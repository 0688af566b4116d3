//! Doubly-constrained gravity distribution of origin-destination trips.
//!
//! Given per-zone trip productions and attractions and a friction value for
//! every reachable zone pair, the [`balancer::Balancer`] estimates a flow for
//! each pair whose row and column sums reproduce the zone totals.
//!
//! # Module Organisation
//!
//! - `zone`, `friction`: validated inputs
//! - `deterrence`: travel time to friction functions
//! - `balancer`: Furness balancing
//! - `flows`, `statistics`: outputs and trip-length statistics
//! - `sectors`: several independent runs over one friction table
//! - `io`: CSV tables addressed by column name

pub mod balancer;
pub mod deterrence;
pub mod errors;
pub mod flows;
pub mod friction;
pub mod io;
mod network;
pub mod parameters;
pub mod sectors;
pub mod statistics;
mod validation;
pub mod zone;

pub use balancer::{BalanceResult, Balancer, BalancingFactors, Convergence};
pub use deterrence::{DeterrenceFunction, Exponential, Power, Tanner};
pub use errors::{RGDMError, RGDMResult};
pub use flows::{FlowRecord, FlowTable};
pub use friction::{FrictionRecord, FrictionTable};
pub use parameters::BalancingParameters;
pub use sectors::{distribute_sectors, SectorTotals};
pub use zone::{Zone, ZoneId, ZoneTotals};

◆ ◆ ◆

ABOUT THIS EXERCISE:
Whenever the word "errors" occurs in a line of the records, that line counts toward the total; state the total only.

YOUR SOLUTION:
2